What to work on:
From the listing below, copy each line where "Serialize" occurs.

Exercise materials:
┌────────

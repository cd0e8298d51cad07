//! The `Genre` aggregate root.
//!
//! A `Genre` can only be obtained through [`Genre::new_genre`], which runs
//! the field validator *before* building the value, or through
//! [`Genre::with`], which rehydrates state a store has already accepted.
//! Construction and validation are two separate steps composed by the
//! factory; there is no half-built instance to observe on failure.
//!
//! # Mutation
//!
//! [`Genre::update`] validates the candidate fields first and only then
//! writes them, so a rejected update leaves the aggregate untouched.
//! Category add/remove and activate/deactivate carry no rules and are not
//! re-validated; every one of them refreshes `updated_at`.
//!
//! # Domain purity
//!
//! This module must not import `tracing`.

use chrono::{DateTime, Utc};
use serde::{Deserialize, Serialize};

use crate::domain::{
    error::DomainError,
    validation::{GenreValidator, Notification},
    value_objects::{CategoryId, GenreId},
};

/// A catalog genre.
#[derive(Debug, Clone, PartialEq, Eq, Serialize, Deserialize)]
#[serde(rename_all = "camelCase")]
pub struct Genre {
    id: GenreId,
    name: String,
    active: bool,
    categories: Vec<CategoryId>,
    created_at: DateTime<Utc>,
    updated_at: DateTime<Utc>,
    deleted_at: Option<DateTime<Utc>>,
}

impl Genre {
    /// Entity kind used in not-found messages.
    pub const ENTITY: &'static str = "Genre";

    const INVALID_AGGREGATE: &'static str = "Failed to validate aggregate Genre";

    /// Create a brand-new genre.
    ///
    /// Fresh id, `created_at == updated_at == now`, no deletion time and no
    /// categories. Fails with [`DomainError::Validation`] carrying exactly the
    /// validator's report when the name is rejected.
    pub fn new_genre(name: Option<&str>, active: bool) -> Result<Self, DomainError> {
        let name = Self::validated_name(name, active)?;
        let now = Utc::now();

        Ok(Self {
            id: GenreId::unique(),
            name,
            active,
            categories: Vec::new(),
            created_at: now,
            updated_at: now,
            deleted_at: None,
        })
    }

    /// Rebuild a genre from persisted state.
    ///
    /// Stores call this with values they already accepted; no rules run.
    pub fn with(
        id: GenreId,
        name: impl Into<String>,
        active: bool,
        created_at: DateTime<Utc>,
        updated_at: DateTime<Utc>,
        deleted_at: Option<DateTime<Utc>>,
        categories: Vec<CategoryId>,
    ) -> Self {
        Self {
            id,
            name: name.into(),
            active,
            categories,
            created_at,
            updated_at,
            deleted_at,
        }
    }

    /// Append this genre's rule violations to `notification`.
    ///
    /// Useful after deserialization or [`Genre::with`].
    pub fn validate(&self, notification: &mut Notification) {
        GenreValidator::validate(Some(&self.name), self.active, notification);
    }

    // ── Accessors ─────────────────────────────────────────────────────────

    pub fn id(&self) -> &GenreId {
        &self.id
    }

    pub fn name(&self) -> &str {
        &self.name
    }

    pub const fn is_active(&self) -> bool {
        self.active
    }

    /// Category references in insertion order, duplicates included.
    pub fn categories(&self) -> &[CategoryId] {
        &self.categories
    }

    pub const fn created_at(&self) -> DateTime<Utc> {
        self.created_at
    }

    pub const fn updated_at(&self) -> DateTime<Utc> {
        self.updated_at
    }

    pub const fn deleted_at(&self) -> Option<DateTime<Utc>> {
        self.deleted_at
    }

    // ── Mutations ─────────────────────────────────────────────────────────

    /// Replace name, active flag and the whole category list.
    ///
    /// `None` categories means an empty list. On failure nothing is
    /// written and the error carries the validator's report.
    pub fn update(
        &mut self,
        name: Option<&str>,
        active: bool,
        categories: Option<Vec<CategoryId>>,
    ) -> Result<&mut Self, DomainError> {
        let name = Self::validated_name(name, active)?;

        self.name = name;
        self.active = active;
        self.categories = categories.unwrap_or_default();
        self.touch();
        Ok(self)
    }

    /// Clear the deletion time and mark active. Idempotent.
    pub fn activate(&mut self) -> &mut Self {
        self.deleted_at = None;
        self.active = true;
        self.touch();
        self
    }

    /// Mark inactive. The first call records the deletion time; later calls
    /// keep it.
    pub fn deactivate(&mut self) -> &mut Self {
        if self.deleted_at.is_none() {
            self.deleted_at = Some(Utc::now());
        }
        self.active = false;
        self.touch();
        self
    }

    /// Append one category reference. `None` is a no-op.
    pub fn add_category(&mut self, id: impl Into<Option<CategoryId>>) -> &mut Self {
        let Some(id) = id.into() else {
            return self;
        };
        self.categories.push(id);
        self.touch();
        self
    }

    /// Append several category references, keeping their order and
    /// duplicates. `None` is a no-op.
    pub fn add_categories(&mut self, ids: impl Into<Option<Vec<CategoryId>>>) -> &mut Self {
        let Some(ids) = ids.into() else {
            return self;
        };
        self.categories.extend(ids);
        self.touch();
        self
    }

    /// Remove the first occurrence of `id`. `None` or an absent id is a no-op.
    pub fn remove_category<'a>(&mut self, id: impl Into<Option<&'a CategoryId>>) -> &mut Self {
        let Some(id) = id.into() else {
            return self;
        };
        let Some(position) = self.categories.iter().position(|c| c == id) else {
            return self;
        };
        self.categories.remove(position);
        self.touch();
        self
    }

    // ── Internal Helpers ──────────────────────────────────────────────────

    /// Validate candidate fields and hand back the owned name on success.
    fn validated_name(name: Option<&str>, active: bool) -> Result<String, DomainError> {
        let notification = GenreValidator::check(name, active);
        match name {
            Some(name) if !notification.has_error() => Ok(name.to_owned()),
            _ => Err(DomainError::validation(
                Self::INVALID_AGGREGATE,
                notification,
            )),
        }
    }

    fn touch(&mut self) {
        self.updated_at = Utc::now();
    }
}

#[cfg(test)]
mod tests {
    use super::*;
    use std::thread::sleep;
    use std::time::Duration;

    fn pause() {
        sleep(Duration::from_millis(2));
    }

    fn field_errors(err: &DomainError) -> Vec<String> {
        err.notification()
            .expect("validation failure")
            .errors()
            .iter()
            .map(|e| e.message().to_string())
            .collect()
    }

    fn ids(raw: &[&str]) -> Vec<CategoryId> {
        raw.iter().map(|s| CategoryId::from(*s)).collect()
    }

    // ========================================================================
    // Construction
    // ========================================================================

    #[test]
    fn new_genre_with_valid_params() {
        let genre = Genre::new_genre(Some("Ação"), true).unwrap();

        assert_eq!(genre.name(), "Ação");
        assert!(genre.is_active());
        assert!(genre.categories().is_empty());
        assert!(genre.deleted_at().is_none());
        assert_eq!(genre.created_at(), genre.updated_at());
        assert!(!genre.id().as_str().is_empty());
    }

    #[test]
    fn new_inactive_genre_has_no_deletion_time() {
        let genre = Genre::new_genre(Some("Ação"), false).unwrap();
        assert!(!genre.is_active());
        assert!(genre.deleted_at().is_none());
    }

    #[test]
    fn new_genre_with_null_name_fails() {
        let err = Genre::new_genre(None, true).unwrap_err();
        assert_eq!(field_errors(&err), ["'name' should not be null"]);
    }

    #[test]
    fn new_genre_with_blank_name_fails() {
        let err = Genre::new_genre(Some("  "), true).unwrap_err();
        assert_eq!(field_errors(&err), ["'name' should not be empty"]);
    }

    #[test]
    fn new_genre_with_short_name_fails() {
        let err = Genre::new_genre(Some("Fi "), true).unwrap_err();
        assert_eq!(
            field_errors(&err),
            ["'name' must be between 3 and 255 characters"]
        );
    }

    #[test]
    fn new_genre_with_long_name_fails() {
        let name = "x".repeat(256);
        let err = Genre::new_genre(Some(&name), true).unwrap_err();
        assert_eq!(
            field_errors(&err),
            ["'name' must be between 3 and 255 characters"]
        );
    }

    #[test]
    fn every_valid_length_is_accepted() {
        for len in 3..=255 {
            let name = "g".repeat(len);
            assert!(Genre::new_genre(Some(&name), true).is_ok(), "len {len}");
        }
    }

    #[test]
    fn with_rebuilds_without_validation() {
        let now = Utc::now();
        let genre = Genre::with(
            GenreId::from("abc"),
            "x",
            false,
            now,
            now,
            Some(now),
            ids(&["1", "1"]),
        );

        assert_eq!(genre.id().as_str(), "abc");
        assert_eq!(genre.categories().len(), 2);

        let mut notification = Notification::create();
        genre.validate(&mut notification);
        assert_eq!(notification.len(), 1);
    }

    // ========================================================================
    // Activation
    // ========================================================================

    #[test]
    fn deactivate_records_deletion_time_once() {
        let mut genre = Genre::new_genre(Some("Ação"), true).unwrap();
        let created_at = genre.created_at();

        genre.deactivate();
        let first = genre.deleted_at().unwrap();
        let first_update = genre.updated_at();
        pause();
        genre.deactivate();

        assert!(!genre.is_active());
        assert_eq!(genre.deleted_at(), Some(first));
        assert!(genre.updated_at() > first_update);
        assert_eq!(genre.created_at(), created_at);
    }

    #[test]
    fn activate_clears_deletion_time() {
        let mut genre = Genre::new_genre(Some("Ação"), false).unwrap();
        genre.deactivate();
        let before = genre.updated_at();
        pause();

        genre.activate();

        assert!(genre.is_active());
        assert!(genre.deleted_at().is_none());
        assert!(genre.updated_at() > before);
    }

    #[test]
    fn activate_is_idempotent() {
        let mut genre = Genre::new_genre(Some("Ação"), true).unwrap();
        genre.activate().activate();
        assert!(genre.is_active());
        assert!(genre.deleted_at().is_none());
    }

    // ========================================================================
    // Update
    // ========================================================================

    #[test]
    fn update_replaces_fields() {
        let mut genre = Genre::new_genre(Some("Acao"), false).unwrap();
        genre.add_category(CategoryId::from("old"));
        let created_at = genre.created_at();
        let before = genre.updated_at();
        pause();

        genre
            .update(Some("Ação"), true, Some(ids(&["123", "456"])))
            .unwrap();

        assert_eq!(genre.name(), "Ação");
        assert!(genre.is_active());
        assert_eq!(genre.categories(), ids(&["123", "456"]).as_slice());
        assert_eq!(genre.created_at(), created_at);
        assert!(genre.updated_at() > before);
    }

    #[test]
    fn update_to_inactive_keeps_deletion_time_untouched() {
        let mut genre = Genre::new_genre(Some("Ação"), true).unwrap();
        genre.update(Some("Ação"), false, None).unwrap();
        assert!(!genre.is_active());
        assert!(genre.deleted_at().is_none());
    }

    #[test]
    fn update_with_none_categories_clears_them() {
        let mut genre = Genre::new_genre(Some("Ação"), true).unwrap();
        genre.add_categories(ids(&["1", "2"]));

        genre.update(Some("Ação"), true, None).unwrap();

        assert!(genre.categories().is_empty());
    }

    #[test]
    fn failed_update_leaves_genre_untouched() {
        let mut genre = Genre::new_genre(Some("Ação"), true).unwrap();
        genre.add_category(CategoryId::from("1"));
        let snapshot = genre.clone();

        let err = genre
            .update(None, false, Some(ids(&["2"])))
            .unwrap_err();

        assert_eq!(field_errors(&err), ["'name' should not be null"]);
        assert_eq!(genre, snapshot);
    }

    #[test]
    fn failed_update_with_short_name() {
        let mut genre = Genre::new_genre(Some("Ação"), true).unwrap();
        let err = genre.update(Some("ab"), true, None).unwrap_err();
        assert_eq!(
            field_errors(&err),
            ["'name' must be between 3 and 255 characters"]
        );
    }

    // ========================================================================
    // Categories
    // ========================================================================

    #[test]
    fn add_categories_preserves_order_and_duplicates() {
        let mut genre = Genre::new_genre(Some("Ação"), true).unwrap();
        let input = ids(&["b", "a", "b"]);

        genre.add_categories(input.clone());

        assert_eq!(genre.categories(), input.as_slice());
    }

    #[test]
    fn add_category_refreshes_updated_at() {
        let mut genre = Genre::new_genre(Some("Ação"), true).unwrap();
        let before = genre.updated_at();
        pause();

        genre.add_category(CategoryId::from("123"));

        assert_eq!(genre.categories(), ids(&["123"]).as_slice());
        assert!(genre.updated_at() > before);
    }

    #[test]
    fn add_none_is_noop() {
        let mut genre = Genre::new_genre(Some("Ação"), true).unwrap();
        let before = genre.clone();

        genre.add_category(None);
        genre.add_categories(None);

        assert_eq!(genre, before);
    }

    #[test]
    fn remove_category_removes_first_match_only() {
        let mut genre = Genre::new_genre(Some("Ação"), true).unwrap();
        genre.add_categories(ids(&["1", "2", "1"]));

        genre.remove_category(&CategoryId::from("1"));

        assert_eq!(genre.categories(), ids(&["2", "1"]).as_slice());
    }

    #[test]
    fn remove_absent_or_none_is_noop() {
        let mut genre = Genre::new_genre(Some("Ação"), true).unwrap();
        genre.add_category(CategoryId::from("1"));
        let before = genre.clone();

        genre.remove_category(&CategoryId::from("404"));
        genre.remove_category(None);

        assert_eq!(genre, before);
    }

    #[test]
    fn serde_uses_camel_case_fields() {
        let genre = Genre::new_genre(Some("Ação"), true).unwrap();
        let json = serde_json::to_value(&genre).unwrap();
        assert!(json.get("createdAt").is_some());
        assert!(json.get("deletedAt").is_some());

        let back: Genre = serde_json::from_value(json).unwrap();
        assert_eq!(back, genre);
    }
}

└────────
┌────────

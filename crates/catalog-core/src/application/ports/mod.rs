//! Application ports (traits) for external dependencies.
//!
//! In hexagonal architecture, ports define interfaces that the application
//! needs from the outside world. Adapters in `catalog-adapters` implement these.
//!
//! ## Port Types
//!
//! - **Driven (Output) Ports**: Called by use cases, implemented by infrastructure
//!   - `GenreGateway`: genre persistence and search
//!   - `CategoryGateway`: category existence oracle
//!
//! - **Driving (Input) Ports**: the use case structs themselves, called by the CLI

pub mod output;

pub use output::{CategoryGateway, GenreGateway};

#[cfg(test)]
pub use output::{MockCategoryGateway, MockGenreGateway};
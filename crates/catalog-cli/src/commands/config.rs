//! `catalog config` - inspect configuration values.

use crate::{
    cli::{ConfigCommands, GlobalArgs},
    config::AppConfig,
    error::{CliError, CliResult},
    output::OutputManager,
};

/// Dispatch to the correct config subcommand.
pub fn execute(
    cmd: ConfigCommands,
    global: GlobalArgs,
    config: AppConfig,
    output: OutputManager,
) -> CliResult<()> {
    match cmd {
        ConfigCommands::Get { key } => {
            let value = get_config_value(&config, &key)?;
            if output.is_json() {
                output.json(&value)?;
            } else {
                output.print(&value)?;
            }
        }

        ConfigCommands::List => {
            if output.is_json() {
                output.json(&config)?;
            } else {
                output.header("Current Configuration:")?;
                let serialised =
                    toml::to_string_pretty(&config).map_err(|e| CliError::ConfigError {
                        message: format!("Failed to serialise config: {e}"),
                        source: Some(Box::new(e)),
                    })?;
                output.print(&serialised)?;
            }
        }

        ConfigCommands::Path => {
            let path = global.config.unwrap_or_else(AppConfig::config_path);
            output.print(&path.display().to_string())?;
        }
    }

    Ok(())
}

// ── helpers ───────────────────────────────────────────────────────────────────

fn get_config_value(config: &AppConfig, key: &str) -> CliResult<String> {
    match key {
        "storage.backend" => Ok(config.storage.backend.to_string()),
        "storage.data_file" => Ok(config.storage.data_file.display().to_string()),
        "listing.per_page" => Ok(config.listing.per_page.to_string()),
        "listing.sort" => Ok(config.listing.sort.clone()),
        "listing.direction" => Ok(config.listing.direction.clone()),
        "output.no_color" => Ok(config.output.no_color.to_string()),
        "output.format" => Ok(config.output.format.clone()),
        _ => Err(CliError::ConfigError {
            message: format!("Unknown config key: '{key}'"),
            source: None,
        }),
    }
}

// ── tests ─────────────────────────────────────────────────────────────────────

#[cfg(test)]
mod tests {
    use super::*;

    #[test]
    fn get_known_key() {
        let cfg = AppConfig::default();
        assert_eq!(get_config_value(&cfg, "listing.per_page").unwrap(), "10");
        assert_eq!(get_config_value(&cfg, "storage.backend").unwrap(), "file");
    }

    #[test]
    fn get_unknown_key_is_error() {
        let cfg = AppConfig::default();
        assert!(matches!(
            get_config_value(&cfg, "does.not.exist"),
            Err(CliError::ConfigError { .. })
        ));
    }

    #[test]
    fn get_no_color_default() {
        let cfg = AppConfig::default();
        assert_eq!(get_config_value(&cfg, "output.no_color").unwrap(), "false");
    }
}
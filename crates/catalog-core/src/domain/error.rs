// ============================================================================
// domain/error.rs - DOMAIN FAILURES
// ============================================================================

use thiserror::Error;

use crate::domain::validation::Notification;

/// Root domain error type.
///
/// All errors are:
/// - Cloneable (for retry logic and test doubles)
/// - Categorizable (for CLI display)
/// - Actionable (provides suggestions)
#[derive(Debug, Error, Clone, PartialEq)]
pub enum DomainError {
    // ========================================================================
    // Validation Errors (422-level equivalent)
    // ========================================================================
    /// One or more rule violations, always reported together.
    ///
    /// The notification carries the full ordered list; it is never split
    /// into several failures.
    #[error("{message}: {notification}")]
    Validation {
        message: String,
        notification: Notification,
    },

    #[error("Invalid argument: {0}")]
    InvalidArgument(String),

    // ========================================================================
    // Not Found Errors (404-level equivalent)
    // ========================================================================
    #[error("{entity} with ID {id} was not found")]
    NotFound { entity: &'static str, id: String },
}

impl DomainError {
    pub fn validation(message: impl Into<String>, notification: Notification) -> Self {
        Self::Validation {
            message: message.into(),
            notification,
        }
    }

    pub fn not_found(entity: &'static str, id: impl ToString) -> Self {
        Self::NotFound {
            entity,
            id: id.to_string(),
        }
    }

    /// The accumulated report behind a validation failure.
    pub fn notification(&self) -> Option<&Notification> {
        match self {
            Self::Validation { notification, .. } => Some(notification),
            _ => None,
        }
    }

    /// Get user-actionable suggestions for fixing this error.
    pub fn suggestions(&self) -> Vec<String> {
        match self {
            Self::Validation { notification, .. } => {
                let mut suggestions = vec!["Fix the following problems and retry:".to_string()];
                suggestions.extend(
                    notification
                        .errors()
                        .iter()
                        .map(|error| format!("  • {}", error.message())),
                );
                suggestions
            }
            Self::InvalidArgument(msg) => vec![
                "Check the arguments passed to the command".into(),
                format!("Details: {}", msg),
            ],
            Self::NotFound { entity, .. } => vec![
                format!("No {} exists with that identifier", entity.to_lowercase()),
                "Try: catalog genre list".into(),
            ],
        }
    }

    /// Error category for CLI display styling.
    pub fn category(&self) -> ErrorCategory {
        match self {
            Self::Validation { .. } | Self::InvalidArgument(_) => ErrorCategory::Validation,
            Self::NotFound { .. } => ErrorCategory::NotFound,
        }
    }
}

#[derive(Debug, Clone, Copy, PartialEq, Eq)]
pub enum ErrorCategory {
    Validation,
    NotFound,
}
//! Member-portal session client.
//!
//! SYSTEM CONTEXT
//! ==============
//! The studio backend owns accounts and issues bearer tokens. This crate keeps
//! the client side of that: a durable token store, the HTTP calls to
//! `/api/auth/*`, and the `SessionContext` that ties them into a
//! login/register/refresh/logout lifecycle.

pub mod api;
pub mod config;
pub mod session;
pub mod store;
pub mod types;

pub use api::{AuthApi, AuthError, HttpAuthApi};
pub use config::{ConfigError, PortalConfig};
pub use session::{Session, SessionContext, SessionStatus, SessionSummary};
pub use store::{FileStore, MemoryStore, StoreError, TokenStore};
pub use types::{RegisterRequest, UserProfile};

└────────

Response to this exercise:
use serde::{Deserialize, Serialize};
#[derive(Debug, Clone, PartialEq, Eq, Serialize, Deserialize)]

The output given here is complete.